Mengetahui apa yang kita khawatirkan

Ketika kita membahas risiko AI, penting untuk memiliki pemahaman yang jelas tentang apa yang sebenarnya kita khawatirkan. Saya telah melihat banyak keprihatinan yang tidak realistis—contohnya, ide bahwa AI akan menggantikan semua pekerjaan manusia dalam waktu singkat atau bahwa AI akan mengambil alih dunia dan memutuskan bahwa manusia tidak lagi berguna.

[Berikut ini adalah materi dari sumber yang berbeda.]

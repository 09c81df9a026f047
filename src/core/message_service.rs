use crate::adapters::database::DbPool;
use crate::adapters::database::chat_repo::ChatRepository;
use crate::adapters::database::message_repo::MessageRepository;
use crate::adapters::database::user_repo::UserRepository;
use crate::adapters::storage::MediaSink;
use crate::domain::message::{Message, MessageDraft, PopulatedMessage};
use crate::error::{AppError, Result};
use opentelemetry::{KeyValue, global, metrics::Counter};
use std::sync::Arc;
use uuid::Uuid;

#[derive(Clone, Debug)]
struct MessageMetrics {
    messages_sent_total: Counter<u64>,
    messages_deleted_total: Counter<u64>,
    media_cleanup_failures_total: Counter<u64>,
}

impl MessageMetrics {
    fn new() -> Self {
        let meter = global::meter("chatter-server");
        Self {
            messages_sent_total: meter
                .u64_counter("messages_sent_total")
                .with_description("Total messages sent, by message type")
                .build(),
            messages_deleted_total: meter
                .u64_counter("messages_deleted_total")
                .with_description("Total messages deleted, by who deleted them")
                .build(),
            media_cleanup_failures_total: meter
                .u64_counter("media_cleanup_failures_total")
                .with_description("Media files that could not be removed after their message was deleted")
                .build(),
        }
    }
}

/// Who may delete a message in a chat they take part in.
#[derive(Debug, Clone, Copy)]
pub struct DeletionPolicy {
    allow_peer_deletion: bool,
}

impl DeletionPolicy {
    #[must_use]
    pub const fn new(allow_peer_deletion: bool) -> Self {
        Self { allow_peer_deletion }
    }

    /// Assumes the requester is already known to be a participant.
    #[must_use]
    pub fn permits(&self, message: &Message, requester_id: Uuid) -> bool {
        message.is_from(requester_id) || self.allow_peer_deletion
    }
}

#[derive(Clone, Debug)]
pub struct MessageService {
    pool: DbPool,
    chat_repo: ChatRepository,
    message_repo: MessageRepository,
    user_repo: UserRepository,
    sink: Arc<dyn MediaSink>,
    deletion_policy: DeletionPolicy,
    metrics: MessageMetrics,
}

impl MessageService {
    #[must_use]
    pub fn new(
        pool: DbPool,
        chat_repo: ChatRepository,
        message_repo: MessageRepository,
        user_repo: UserRepository,
        sink: Arc<dyn MediaSink>,
        deletion_policy: DeletionPolicy,
    ) -> Self {
        Self { pool, chat_repo, message_repo, user_repo, sink, deletion_policy, metrics: MessageMetrics::new() }
    }

    /// Stores a message and moves the chat summary to it, atomically.
    /// Returns the message with its sender's profile.
    ///
    /// # Errors
    /// Returns `AppError::BadRequest` for an invalid payload,
    /// `AppError::NotFound` if the chat does not exist and
    /// `AppError::Forbidden` if the sender is not a participant.
    #[tracing::instrument(
        skip(self, draft),
        fields(message_id = tracing::field::Empty),
        err(level = "warn")
    )]
    pub async fn send(&self, chat_id: Uuid, sender_id: Uuid, draft: MessageDraft) -> Result<PopulatedMessage> {
        let new_message = draft.validate().map_err(AppError::BadRequest)?;

        let mut tx = self.pool.begin().await?;

        let chat =
            self.chat_repo.find_by_id(&mut tx, chat_id).await?.ok_or_else(|| AppError::NotFound("Chat not found".into()))?;
        if !chat.is_participant(sender_id) {
            return Err(AppError::Forbidden("You are not a participant in this chat".into()));
        }

        let message =
            self.message_repo.create(&mut tx, chat_id, sender_id, &new_message, time::OffsetDateTime::now_utc()).await?;
        let advanced =
            self.chat_repo.advance_summary(&mut tx, chat_id, &message.display_text(), message.timestamp).await?;
        if !advanced {
            tracing::debug!("Chat summary already points at a newer message");
        }

        let sender = self.user_repo.find_profile(&mut tx, sender_id).await?.ok_or(AppError::Internal)?;

        tx.commit().await?;

        tracing::Span::current().record("message_id", tracing::field::display(message.id));
        self.metrics.messages_sent_total.add(1, &[KeyValue::new("type", message.message_type.as_str())]);

        Ok(PopulatedMessage { message, sender })
    }

    /// Deletes a message, then removes its media file on a best-effort basis
    /// once no other message references it.
    ///
    /// # Errors
    /// Returns `AppError::NotFound` if the chat or the message (within that
    /// chat) does not exist and `AppError::Forbidden` if the requester may not
    /// delete it.
    #[tracing::instrument(skip(self), err(level = "warn"))]
    pub async fn delete(&self, chat_id: Uuid, message_id: Uuid, requester_id: Uuid) -> Result<()> {
        let mut tx = self.pool.begin().await?;

        // Held until commit so the summary recompute sees a stable tail.
        let chat =
            self.chat_repo.lock_by_id(&mut tx, chat_id).await?.ok_or_else(|| AppError::NotFound("Chat not found".into()))?;
        if !chat.is_participant(requester_id) {
            return Err(AppError::Forbidden("You can only delete messages in chats you're part of".into()));
        }

        let message = self
            .message_repo
            .find_in_chat(&mut tx, chat_id, message_id)
            .await?
            .ok_or_else(|| AppError::NotFound("Message not found".into()))?;

        if !self.deletion_policy.permits(&message, requester_id) {
            return Err(AppError::Forbidden("You can only delete your own messages".into()));
        }

        let peer_deletion = !message.is_from(requester_id);

        self.message_repo.delete(&mut tx, message.id).await?;
        self.chat_repo.recompute_summary(&mut tx, chat_id).await?;

        // Forwarded media shares one file; keep it while any message points at it.
        let mut orphaned_file = None;
        if let Some(media) = &message.media {
            if self.message_repo.file_in_use(&mut tx, &media.file_url).await? {
                tracing::debug!(file_url = %media.file_url, "Media file still referenced, keeping it");
            } else {
                orphaned_file = Some(media.file_url.as_str());
            }
        }
        tx.commit().await?;

        if peer_deletion {
            tracing::info!(
                target: "audit",
                event = "peer_message_deleted",
                chat_id = %chat_id,
                message_id = %message.id,
                sender_id = %message.sender_id,
                deleted_by = %requester_id,
                "Participant deleted a message sent by the other participant"
            );
        }
        let actor = if peer_deletion { "peer" } else { "sender" };
        self.metrics.messages_deleted_total.add(1, &[KeyValue::new("actor", actor)]);

        if let Some(file_url) = orphaned_file {
            self.remove_media(file_url).await;
        }

        Ok(())
    }

    async fn remove_media(&self, file_url: &str) {
        let Some(name) = self.sink.name_from_url(file_url) else {
            tracing::debug!(file_url = %file_url, "Media URL is not owned by the sink, nothing to remove");
            return;
        };

        if let Err(e) = self.sink.delete(&name).await {
            tracing::warn!(error = %e, file = %name, "Failed to remove media file of deleted message");
            self.metrics.media_cleanup_failures_total.add(1, &[]);
        }
    }
}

Tidak ada keraguan bahwa AI akan mempengaruhi pekerjaan manusia dan mungkin menciptakan beberapa masalah yang baru. Tetapi kita harus mengingat bahwa kita pernah menghadapi tantangan serupa sebelumnya dan berhasil mengatasinya.

Sebagai contoh, di dunia kesehatan, kita melihat bagaimana alat-alat AI dapat membantu dalam mendiagnosis penyakit, mengurangi kesalahan medis, dan meningkatkan pengobatan. Pada saat yang sama, AI juga dapat menimbulkan kekhawatiran terkait privasi dan keamanan data medis. Tetapi kami tidak melarang penggunaan AI di bidang kesehatan. Kami mencari solusi untuk masalah yang muncul, dan kami melindungi privasi dan keamanan data pasien.

Sekarang, dengan AI, kita menghadapi tantangan baru dalam berbagai aspek kehidupan kita. Kami perlu waspada dan proaktif dalam menghadapi risiko yang muncul. Namun, penting juga untuk menjaga keseimbangan dan tidak membiarkan kekhawatiran kita melebihi realitas. Dengan pengembangan yang tepat, pengaturan yang bijaksana, dan penyesuaian yang diperlukan, saya percaya bahwa kita dapat mengelola risiko AI dan mencapai masa depan yang lebih baik.